The History of Easter Eggs
Tuesday, 1 March 2022 | Admin
The meaning of Easter Eggs
Eggs are a symbol of life, renewal and rebirth dating back millennia. The egg was adopted by early Christians as a symbol of the resurrection of Jesus Christ at Easter. The tradition of eating eggs at Easter is tied to Lent, the 6-week period before Easter during which Christians traditionally abstained from eating animal products. Since chickens continue to lay eggs throughout Lent, people would hard boil the eggs and decorate them with bright colours, then save them for Easter.
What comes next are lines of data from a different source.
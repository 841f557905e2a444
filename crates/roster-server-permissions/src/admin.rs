// Copyright (c) 2025 Geoffrey Huntley <ghuntley@ghuntley.com>. All rights reserved.
// SPDX-License-Identifier: Proprietary

//! The only writer of role grants, user overrides and user directory entries.
//!
//! Every call must come from a platform administrator acting under their own
//! identity. Refused calls are audited as `access_denied`; successful calls
//! emit exactly one event each, including calls that changed nothing.

use std::collections::HashMap;
use std::sync::atomic::{AtomicU64, Ordering};
use std::sync::Arc;

use roster_permissions_core::{
	default_grants, Action, CompanyId, EffectivePermission, ImpersonationState, Module,
	PermissionError, Role, RoleGrant, SessionId, UserId,
};
use roster_server_audit::{AuditEventType, AuditLogEntry};
use roster_server_db::{UserDirectoryStore, UserRecord};
use serde_json::json;
use tracing::{info, instrument, warn};

use crate::audit::AuditRecorder;
use crate::error::Result;
use crate::service::{PermissionService, RequestContext};

pub struct AdministrationService {
	permissions: Arc<PermissionService>,
	directory: Arc<dyn UserDirectoryStore>,
	audit: Arc<dyn AuditRecorder>,
	audit_failures: AtomicU64,
}

impl AdministrationService {
	pub fn new(
		permissions: Arc<PermissionService>,
		directory: Arc<dyn UserDirectoryStore>,
		audit: Arc<dyn AuditRecorder>,
	) -> Self {
		Self {
			permissions,
			directory,
			audit,
			audit_failures: AtomicU64::new(0),
		}
	}

	/// Audit entries the recorder refused. Mutations are never rolled back
	/// for this; the counter is for monitoring.
	pub fn audit_failures(&self) -> u64 {
		self.audit_failures.load(Ordering::Relaxed)
	}

	#[instrument(skip(self, ctx), fields(operator = %ctx.actor.user_id, role = %role, %module, %action, grant = grant))]
	pub async fn set_role_permission(
		&self,
		ctx: &RequestContext,
		role: Role,
		module: Module,
		action: Action,
		grant: bool,
	) -> Result<Option<bool>> {
		self.authorize_operator(ctx, "set_role_permission")?;
		let operator = ctx.actor.user_id;

		let previous = self
			.permissions
			.roles
			.set(role, module, action, grant, Some(operator))
			.await?;

		self.emit(
			AuditLogEntry::builder(AuditEventType::RolePermissionChanged)
				.actor(operator)
				.resource("role", role.as_str())
				.action(format!("{module}:{action}"))
				.details(json!({
					"role": role,
					"module": module,
					"action": action,
					"grant": grant,
					"actor": operator,
					"previous": previous,
					"changed": previous != Some(grant),
				}))
				.build(),
		);
		info!(?previous, "role permission set");
		Ok(previous)
	}

	/// Sets an explicit allow or deny for one user, or removes it with `None`.
	#[instrument(skip(self, ctx), fields(operator = %ctx.actor.user_id, user_id = %user_id, %module, %action, ?granted))]
	pub async fn set_user_permission(
		&self,
		ctx: &RequestContext,
		user_id: UserId,
		module: Module,
		action: Action,
		granted: Option<bool>,
	) -> Result<Option<bool>> {
		self.authorize_operator(ctx, "set_user_permission")?;
		let operator = ctx.actor.user_id;

		let target = self.permissions.identity.resolve_actor(user_id).await?;
		let previous = self
			.permissions
			.overrides
			.set(&target, module, action, granted, Some(operator))
			.await?;

		self.emit(
			AuditLogEntry::builder(AuditEventType::UserPermissionChanged)
				.actor(operator)
				.target_user(user_id)
				.resource("user", user_id.to_string())
				.action(format!("{module}:{action}"))
				.details(json!({
					"user_id": user_id,
					"module": module,
					"action": action,
					"granted": granted,
					"actor": operator,
					"previous": previous,
					"changed": previous != granted,
				}))
				.build(),
		);
		info!(?previous, "user permission set");
		Ok(previous)
	}

	/// Removes every override of `user_id`, returning how many were removed.
	#[instrument(skip(self, ctx), fields(operator = %ctx.actor.user_id, user_id = %user_id))]
	pub async fn clear_user_permissions(&self, ctx: &RequestContext, user_id: UserId) -> Result<u64> {
		self.authorize_operator(ctx, "clear_user_permissions")?;
		let operator = ctx.actor.user_id;

		self.permissions.identity.resolve_actor(user_id).await?;
		let removed = self.permissions.overrides.clear(user_id).await?;

		self.emit(
			AuditLogEntry::builder(AuditEventType::UserPermissionsCleared)
				.actor(operator)
				.target_user(user_id)
				.resource("user", user_id.to_string())
				.details(json!({
					"user_id": user_id,
					"actor": operator,
					"removed": removed,
					"changed": removed > 0,
				}))
				.build(),
		);
		info!(removed, "user permissions cleared");
		Ok(removed)
	}

	/// Replaces every grant of `role` with the factory matrix, returning the
	/// grants it replaced.
	#[instrument(skip(self, ctx), fields(operator = %ctx.actor.user_id, role = %role))]
	pub async fn reset_to_defaults(&self, ctx: &RequestContext, role: Role) -> Result<Vec<RoleGrant>> {
		self.authorize_operator(ctx, "reset_to_defaults")?;
		let operator = ctx.actor.user_id;

		let previous = self
			.permissions
			.roles
			.reset_to_defaults(role, Some(operator))
			.await?;

		let before: HashMap<_, _> = previous
			.iter()
			.map(|g| (g.permission.id, g.is_granted))
			.collect();
		let defaults = default_grants(role)?;
		let changed = defaults
			.iter()
			.filter(|g| before.get(&g.permission.id) != Some(&g.is_granted))
			.count();

		self.emit(
			AuditLogEntry::builder(AuditEventType::RolePermissionsReset)
				.actor(operator)
				.resource("role", role.as_str())
				.details(json!({
					"role": role,
					"actor": operator,
					"previous_rows": previous.len(),
					"grants_changed": changed,
					"changed": changed > 0,
				}))
				.build(),
		);
		info!(grants_changed = changed, "role reset to defaults");
		Ok(previous)
	}

	/// The resolved decision of every catalog permission for `user_id`.
	pub async fn list_effective_permissions(
		&self,
		ctx: &RequestContext,
		user_id: UserId,
	) -> Result<Vec<EffectivePermission>> {
		self.authorize_operator(ctx, "list_effective_permissions")?;
		self.permissions.list_effective_permissions(user_id).await
	}

	/// Creates or updates a user directory entry, role and platform
	/// administrator flag included, returning the entry it replaced.
	#[instrument(skip(self, ctx, user), fields(operator = %ctx.actor.user_id, user_id = %user.id, role = %user.role, super_admin = user.is_super_admin))]
	pub async fn save_user(
		&self,
		ctx: &RequestContext,
		user: UserRecord,
	) -> Result<Option<UserRecord>> {
		self.authorize_operator(ctx, "save_user")?;
		let operator = ctx.actor.user_id;

		let previous = self.directory.get_user(user.id).await?;
		self.directory.upsert_user(&user).await?;

		self.emit(user_saved(operator, &user, previous.as_ref(), false));
		info!("user directory entry saved");
		Ok(previous)
	}

	/// Saves the first platform administrator without an operator. Refused
	/// with [`PermissionError::PlatformAdministratorExists`] once any
	/// platform administrator exists.
	#[instrument(skip(self, user), fields(user_id = %user.id, role = %user.role))]
	pub async fn bootstrap_platform_admin(&self, mut user: UserRecord) -> Result<UserRecord> {
		user.is_super_admin = true;

		if !self.directory.insert_first_platform_admin(&user).await? {
			self.deny(user.id, "bootstrap_platform_admin", "platform_administrator_exists");
			return Err(PermissionError::PlatformAdministratorExists.into());
		}

		self.emit(user_saved(user.id, &user, None, true));
		info!("platform administrator bootstrapped");
		Ok(user)
	}

	/// Marks the operator's session as acting for `company_id`.
	///
	/// Only platform administrators may impersonate, and not while already
	/// impersonating.
	#[instrument(skip(self, ctx), fields(operator = %ctx.actor.user_id, session_id = %session_id, company_id = %company_id))]
	pub async fn start_impersonation(
		&self,
		ctx: &RequestContext,
		session_id: SessionId,
		company_id: CompanyId,
	) -> Result<ImpersonationState> {
		self.require_platform_admin(ctx, "start_impersonation")?;
		let operator = ctx.actor.user_id;

		let state = self.permissions.sessions.start(session_id, company_id)?;

		self.emit(
			AuditLogEntry::builder(AuditEventType::ImpersonationStarted)
				.actor(operator)
				.resource("session", session_id.to_string())
				.details(json!({
					"actor": operator,
					"session_id": session_id,
					"company_id": company_id,
					"started_at": state.started_at,
				}))
				.build(),
		);
		info!("impersonation started");
		Ok(state)
	}

	/// Ends impersonation on `session_id`, returning the state that ended.
	#[instrument(skip(self, ctx), fields(operator = %ctx.actor.user_id, session_id = %session_id))]
	pub async fn stop_impersonation(
		&self,
		ctx: &RequestContext,
		session_id: SessionId,
	) -> Result<ImpersonationState> {
		self.require_platform_admin(ctx, "stop_impersonation")?;
		let operator = ctx.actor.user_id;

		let state = self.permissions.sessions.stop(session_id)?;

		self.emit(
			AuditLogEntry::builder(AuditEventType::ImpersonationEnded)
				.actor(operator)
				.resource("session", session_id.to_string())
				.details(json!({
					"actor": operator,
					"session_id": session_id,
					"company_id": state.acting_as_company_id,
					"duration_secs": state.elapsed().map(|d| d.num_seconds()),
				}))
				.build(),
		);
		info!("impersonation ended");
		Ok(state)
	}

	fn authorize_operator(&self, ctx: &RequestContext, attempted: &str) -> Result<()> {
		self.require_platform_admin(ctx, attempted)?;

		if self.permissions.session_state(ctx).is_impersonating {
			self.deny(ctx.actor.user_id, attempted, "impersonating");
			return Err(PermissionError::ImpersonationWriteForbidden.into());
		}
		Ok(())
	}

	fn require_platform_admin(&self, ctx: &RequestContext, attempted: &str) -> Result<()> {
		if !ctx.actor.is_platform_admin() {
			self.deny(ctx.actor.user_id, attempted, "not_platform_administrator");
			return Err(PermissionError::NotPlatformAdministrator(ctx.actor.user_id).into());
		}
		Ok(())
	}

	fn deny(&self, actor: UserId, attempted: &str, reason: &str) {
		warn!(operator = %actor, attempted, reason, "administration refused");
		self.emit(
			AuditLogEntry::builder(AuditEventType::AccessDenied)
				.actor(actor)
				.action(attempted)
				.details(json!({
					"actor": actor,
					"attempted": attempted,
					"reason": reason,
				}))
				.build(),
		);
	}

	fn emit(&self, entry: AuditLogEntry) {
		let event_type = entry.event_type;
		if !self.audit.record(entry) {
			self.audit_failures.fetch_add(1, Ordering::Relaxed);
			warn!(%event_type, "audit event not recorded");
		}
	}
}

fn user_saved(
	actor: UserId,
	user: &UserRecord,
	previous: Option<&UserRecord>,
	bootstrap: bool,
) -> AuditLogEntry {
	let changed = previous.map_or(true, |p| {
		p.display_name != user.display_name
			|| p.role != user.role
			|| p.is_super_admin != user.is_super_admin
			|| p.company_id != user.company_id
	});

	AuditLogEntry::builder(AuditEventType::UserSaved)
		.actor(actor)
		.target_user(user.id)
		.resource("user", user.id.to_string())
		.details(json!({
			"user_id": user.id,
			"role": user.role,
			"is_super_admin": user.is_super_admin,
			"company_id": user.company_id,
			"actor": actor,
			"previous": previous.map(|p| json!({
				"role": p.role,
				"is_super_admin": p.is_super_admin,
				"company_id": p.company_id,
			})),
			"changed": changed,
			"bootstrap": bootstrap,
		}))
		.build()
}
The first chocolate Easter Eggs
The first chocolate egg to appear in the UK was made by Fry's in 1873. Founder, Joseph Fry, started out selling drinking chocolate in the 1750's. France and Germany began making chocolate eggs many years before the UK, but these were made from solid chocolate and were bitter and hard. Fry's innovation of mixing cocoa fat with cocoa powder and sugar, to make a smooth paste, meant that he could pour the chocolate into moulds. Thus making the first hollow chocolate eggs.
Some chocolate facts
Did you know that more than 200 million Cadbury Creme Eggs are sold in the UK each year?
In the 19th century, Queen Victoria's German mother organised egg hunts for her, a ritual which she and Prince Albert continued with their own children.
Egg rolling dates back to at least the 1790's and was especially popular in Cumbria.